Palin's claim sounds a little like another statement making the rounds, which says that health care reform would mandate counseling for seniors on how to end their lives sooner. We rated this claim Pants on Fire ! The truth is that the health bill allows Medicare, for the first time, to pay for doctor appointments for patients to discuss living wills and other end-of-life issues. These types of appointments are optional, and AARP supports the measure.
Palin also may have also jumped to conclusions about the Obama administration's efforts to promote comparative effectiveness research. Such research has nothing to do with evaluating patients for "worthiness." Rather, comparative effectiveness research finds out which treatments work better than others.
The health reform bill being considered in the House of Representatives says that a Comparative Effectiveness Research Center shall "conduct, support, and synthesize research" that looks at "outcomes, effectiveness, and appropriateness of health care services and procedures in order to identify the manner in which diseases, disorders, and other health conditions can most effectively and appropriately be prevented, diagnosed, treated, and managed clinically."
The idea here, which Obama and his budget director Peter Orszag have discussed many times, is to make it easier for doctors, health care workers, insurance companies and patients to find out which treatments are the most effective, as determined by clinical studies and other research.
Obama has said he believes a comparative effectiveness commission should advise health care workers, not require them to follow certain treatments.
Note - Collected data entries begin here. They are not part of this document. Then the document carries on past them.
// SPDX-License-Identifier: AGPL-3.0-only
// SPDX-FileCopyrightText: 2025 Steve Clarke <stephenlclarke@mac.com> - https://xyzzy.tools

//! Drives one scrub run from input report to output archive.  The steps are
//! kept in the order the operator sees them in the log: extract, copy,
//! resolve hostname, register domains, scrub, report, archive.

use crate::bundle::{
    ArchiveBuilder, ArchiveExtractor, FileRecord, HostnameResolution, Session, TreeProcessor,
    hostname,
};
use crate::config::ScrubOptions;
use crate::error::{ScrubError, ScrubResult};
use crate::logging::RunLog;
use crate::obfuscate::{LineScrubber, ObfuscationEngine, ReportWriter};
use std::fs;
use std::path::{Path, PathBuf};

/// Files handed back to the caller after a successful run.
#[derive(Debug, Clone)]
pub struct Artifacts {
    pub archive: PathBuf,
    pub log: PathBuf,
    pub ip_report: PathBuf,
    pub hostname_report: Option<PathBuf>,
    pub domain_report: Option<PathBuf>,
}

impl Artifacts {
    /// Archive, log, IP report, then the optional hostname and domain reports.
    pub fn paths(&self) -> Vec<PathBuf> {
        let mut out = vec![self.archive.clone(), self.log.clone(), self.ip_report.clone()];
        out.extend(self.hostname_report.iter().cloned());
        out.extend(self.domain_report.iter().cloned());
        out
    }
}

pub struct Cleaner {
    options: ScrubOptions,
    session: Session,
    log: RunLog,
    engine: ObfuscationEngine,
}

impl Cleaner {
    /// Lay out a fresh session under the output directory and open its log.
    pub fn new(options: ScrubOptions) -> ScrubResult<Self> {
        let session = Session::new(&options.output_dir);
        let log = RunLog::create(&session.log_path, options.log_level, options.quiet).map_err(
            |source| ScrubError::DestinationSetup {
                path: session.log_path.clone(),
                source,
            },
        )?;
        log.console(format!("Log File Created at {}", session.log_path.display()));

        let engine = ObfuscationEngine::new(options.start_ip, options.root_domain.clone());
        Ok(Self {
            options,
            session,
            log,
            engine,
        })
    }

    #[cfg(test)]
    pub fn session(&self) -> &Session {
        &self.session
    }

    /// Print the tool banner and the review reminder.
    pub fn disclaimer(&self, version: &str) {
        self.log.console(version);
        self.log.warning(
            "bundlescrub is a tool to help obfuscate sensitive information from an existing support bundle.",
        );
        self.log
            .warning("Please review the content before passing it along to any third party.");
    }

    /// Run the whole pipeline.  Fatal errors are written to the run log
    /// before being returned.
    pub fn run(mut self) -> ScrubResult<Artifacts> {
        let result = self.clean_report();
        if let Err(err) = &result {
            self.log.error(err.to_string());
            let _ = self.log.flush();
        }
        result
    }

    fn clean_report(&mut self) -> ScrubResult<Artifacts> {
        let log = &self.log;
        let session = &self.session;
        let options = &self.options;
        let engine = &mut self.engine;
        let tree = TreeProcessor::new(log);

        let source = match &options.report {
            Some(report) => {
                ArchiveExtractor::new(&session.staging, options.extract_timeout, log)
                    .extract(report)?
            }
            None => stage_files_only(&tree, &options.files, &session.staging)?,
        };

        let mut records = tree.copy_tree(&source, &session.working)?;
        let resolution = hostname::resolve(&session.working, log);
        register_domains(engine, log, &resolution, &options.normalised_domains());

        if options.report.is_some() {
            records.extend(
                options
                    .files
                    .iter()
                    .filter_map(|f| tree.add_extra_file(f, &session.working)),
            );
        }

        let scrubber = LineScrubber::new(engine, resolution.system_hostname())?;
        log.console(format!(
            "IP Obfuscation Start Address - {}",
            engine.start_ip()
        ));
        log.console("*** Processing ***");
        log.info(format!("Working Directory - {}", session.working.display()));
        tree.scrub_files(&records, &scrubber, engine)?;

        log_statistics(log, engine, &records);

        log.console("*** Artifacts ***");
        let reports = ReportWriter::new(&session.base, &session.name, log)
            .write_all(engine, resolution.is_resolved())?;
        let archive = ArchiveBuilder::new(log).build(session)?;

        Ok(Artifacts {
            archive,
            log: session.log_path.clone(),
            ip_report: reports.ip,
            hostname_report: reports.hostname,
            domain_report: reports.domain,
        })
    }
}

/// Standalone files with no report: gather them into the staging directory
/// so the rest of the pipeline can treat them as a tree.
fn stage_files_only(
    tree: &TreeProcessor<'_>,
    files: &[PathBuf],
    staging: &Path,
) -> ScrubResult<PathBuf> {
    fs::create_dir_all(staging).map_err(|source| ScrubError::DestinationSetup {
        path: staging.to_path_buf(),
        source,
    })?;
    for file in files {
        tree.add_extra_file(file, staging);
    }
    Ok(staging.to_path_buf())
}

/// The report's own domain goes first so it claims the bare root domain,
/// then the operator's extra domains in the order given.  The system host is
/// reserved last so it resolves against the finished domain table.
fn register_domains(
    engine: &mut ObfuscationEngine,
    log: &RunLog,
    resolution: &HostnameResolution,
    extra: &[String],
) {
    engine.set_own_domain(resolution.domain());
    let own = resolution.domain().map(str::to_string);

    for domain in own.iter().chain(extra.iter()) {
        let synthetic = engine.register_domain(domain);
        log.console(format!("Obfuscated Domain Created - {synthetic}"));
    }

    if let Some(hostname) = resolution.system_hostname() {
        let synthetic = engine.reserve_system_host(hostname, resolution.domain());
        log.info(format!("System Hostname Obfuscated - {synthetic}"));
    }
}

fn log_statistics(log: &RunLog, engine: &ObfuscationEngine, records: &[FileRecord]) {
    log.console("*** Statistics ***");
    log.console(format!("IP Addresses Obfuscated - {}", engine.ip_count()));
    log.console(format!("Hostnames Obfuscated - {}", engine.hostname_count()));
    log.console(format!("Domains Obfuscated - {}", engine.domain_count()));
    log.console(format!("Total Files Analyzed - {}", records.len()));
}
"I actually think that most doctors want to do right by their patients. And if they’ve got good information, I think they will act on that good information," Obama said during an interview with the New York Times on April 28, 2009.
He also specifically addressed end-of-life care for seniors, discussing the last week of his grandmother's life in 2008, and how her family and doctors decided on treatment for her.
"It is very difficult to imagine the country making those decisions just through the normal political channels," Obama said. "And that's part of why you have to have some independent group that can give you guidance. It's not determinative, but I think has to be able to give you some guidance. And that's part of what I suspect you'll see emerging out of the various health care conversations that are taking place on the Hill right now."
And in fact, the House bill states in the section creating the Comparative Effectiveness Research Center and an oversight commission, "Nothing in this section shall be construed to permit the Commission or the Center to mandate coverage, reimbursement, or other policies for any public or private payer." In other words, comparative effectiveness research will tell you whether treatment A is better than treatment B. But the bill as written won't mandate which treatment doctors and patients have to select.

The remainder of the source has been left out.